Task description:
Your answer should be one number, the count of lines in the data that hold "ScanOptions".

Information Block Start

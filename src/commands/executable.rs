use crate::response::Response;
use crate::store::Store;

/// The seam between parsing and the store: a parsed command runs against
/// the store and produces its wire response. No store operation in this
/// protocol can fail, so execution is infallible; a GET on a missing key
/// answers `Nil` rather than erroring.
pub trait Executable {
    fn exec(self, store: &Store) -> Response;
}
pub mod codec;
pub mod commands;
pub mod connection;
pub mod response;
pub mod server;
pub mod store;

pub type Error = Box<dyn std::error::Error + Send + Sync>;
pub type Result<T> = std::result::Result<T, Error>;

Information Block End
Information Block Start

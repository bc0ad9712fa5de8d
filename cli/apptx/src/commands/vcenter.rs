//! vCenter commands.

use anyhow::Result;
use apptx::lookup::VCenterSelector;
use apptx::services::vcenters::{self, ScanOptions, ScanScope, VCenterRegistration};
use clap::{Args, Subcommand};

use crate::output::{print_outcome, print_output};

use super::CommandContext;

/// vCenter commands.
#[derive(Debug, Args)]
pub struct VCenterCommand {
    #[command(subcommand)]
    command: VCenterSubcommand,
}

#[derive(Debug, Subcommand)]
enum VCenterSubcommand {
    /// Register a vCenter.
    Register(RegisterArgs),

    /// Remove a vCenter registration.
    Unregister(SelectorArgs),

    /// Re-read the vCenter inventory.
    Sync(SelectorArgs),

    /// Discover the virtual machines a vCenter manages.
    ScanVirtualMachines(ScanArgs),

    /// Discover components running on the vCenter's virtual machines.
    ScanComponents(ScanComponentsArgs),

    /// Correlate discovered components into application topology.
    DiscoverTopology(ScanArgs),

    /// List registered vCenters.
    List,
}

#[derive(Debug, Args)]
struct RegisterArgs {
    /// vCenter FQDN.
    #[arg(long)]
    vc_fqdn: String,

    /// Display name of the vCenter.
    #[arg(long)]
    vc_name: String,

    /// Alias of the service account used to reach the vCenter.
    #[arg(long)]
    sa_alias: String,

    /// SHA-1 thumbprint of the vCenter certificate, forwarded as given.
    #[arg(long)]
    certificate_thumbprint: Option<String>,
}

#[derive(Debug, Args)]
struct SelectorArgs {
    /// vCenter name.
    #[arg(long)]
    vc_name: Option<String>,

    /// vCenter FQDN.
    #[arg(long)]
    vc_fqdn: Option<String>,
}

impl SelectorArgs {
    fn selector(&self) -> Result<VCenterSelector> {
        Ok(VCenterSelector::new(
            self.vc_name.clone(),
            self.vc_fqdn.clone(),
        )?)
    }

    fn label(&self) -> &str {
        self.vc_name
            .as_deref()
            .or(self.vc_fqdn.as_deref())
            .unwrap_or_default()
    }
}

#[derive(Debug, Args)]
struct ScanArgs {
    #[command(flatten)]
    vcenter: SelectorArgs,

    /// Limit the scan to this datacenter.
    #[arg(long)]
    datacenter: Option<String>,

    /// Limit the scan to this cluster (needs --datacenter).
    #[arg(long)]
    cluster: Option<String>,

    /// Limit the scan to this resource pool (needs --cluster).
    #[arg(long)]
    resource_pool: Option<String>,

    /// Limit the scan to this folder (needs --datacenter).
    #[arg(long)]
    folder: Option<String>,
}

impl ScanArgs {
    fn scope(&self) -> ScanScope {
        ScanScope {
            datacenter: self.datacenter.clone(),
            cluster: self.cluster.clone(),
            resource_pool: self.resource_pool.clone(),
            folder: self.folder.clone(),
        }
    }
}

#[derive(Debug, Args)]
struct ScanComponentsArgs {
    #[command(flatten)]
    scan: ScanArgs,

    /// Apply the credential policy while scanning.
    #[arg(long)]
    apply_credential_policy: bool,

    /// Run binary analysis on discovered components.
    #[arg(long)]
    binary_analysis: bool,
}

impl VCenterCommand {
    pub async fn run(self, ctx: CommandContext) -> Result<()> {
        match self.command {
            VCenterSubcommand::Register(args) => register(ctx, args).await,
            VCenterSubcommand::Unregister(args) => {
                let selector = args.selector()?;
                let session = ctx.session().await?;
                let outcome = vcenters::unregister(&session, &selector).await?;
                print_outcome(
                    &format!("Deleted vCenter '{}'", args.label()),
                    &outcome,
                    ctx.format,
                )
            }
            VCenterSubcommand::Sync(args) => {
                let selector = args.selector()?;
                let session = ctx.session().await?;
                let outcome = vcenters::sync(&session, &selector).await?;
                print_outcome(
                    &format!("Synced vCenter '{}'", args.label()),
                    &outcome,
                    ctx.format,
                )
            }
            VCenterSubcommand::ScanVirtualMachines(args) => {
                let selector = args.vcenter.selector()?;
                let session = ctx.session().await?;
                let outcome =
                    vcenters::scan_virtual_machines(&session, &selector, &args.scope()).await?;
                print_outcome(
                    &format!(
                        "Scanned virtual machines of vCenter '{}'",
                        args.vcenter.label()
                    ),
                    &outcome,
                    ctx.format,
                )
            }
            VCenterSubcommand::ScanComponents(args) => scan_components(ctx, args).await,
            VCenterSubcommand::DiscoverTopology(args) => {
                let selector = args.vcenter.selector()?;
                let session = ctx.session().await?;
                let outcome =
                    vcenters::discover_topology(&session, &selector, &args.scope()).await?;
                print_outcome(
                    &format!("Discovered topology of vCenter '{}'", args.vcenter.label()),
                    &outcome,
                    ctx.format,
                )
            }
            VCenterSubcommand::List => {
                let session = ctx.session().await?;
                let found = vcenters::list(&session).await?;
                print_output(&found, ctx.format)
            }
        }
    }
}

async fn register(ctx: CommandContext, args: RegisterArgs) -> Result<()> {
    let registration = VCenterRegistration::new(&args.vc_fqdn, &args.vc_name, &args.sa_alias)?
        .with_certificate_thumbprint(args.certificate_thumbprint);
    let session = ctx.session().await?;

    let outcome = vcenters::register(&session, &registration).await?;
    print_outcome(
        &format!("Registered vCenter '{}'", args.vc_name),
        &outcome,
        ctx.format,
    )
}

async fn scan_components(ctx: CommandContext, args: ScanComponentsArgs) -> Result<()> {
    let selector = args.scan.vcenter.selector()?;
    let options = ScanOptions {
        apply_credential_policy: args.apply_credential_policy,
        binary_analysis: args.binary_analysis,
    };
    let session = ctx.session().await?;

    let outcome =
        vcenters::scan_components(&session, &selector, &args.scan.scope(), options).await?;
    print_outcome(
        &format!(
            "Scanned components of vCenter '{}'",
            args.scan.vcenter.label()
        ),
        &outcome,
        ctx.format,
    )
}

Information Block End

Finished task:
2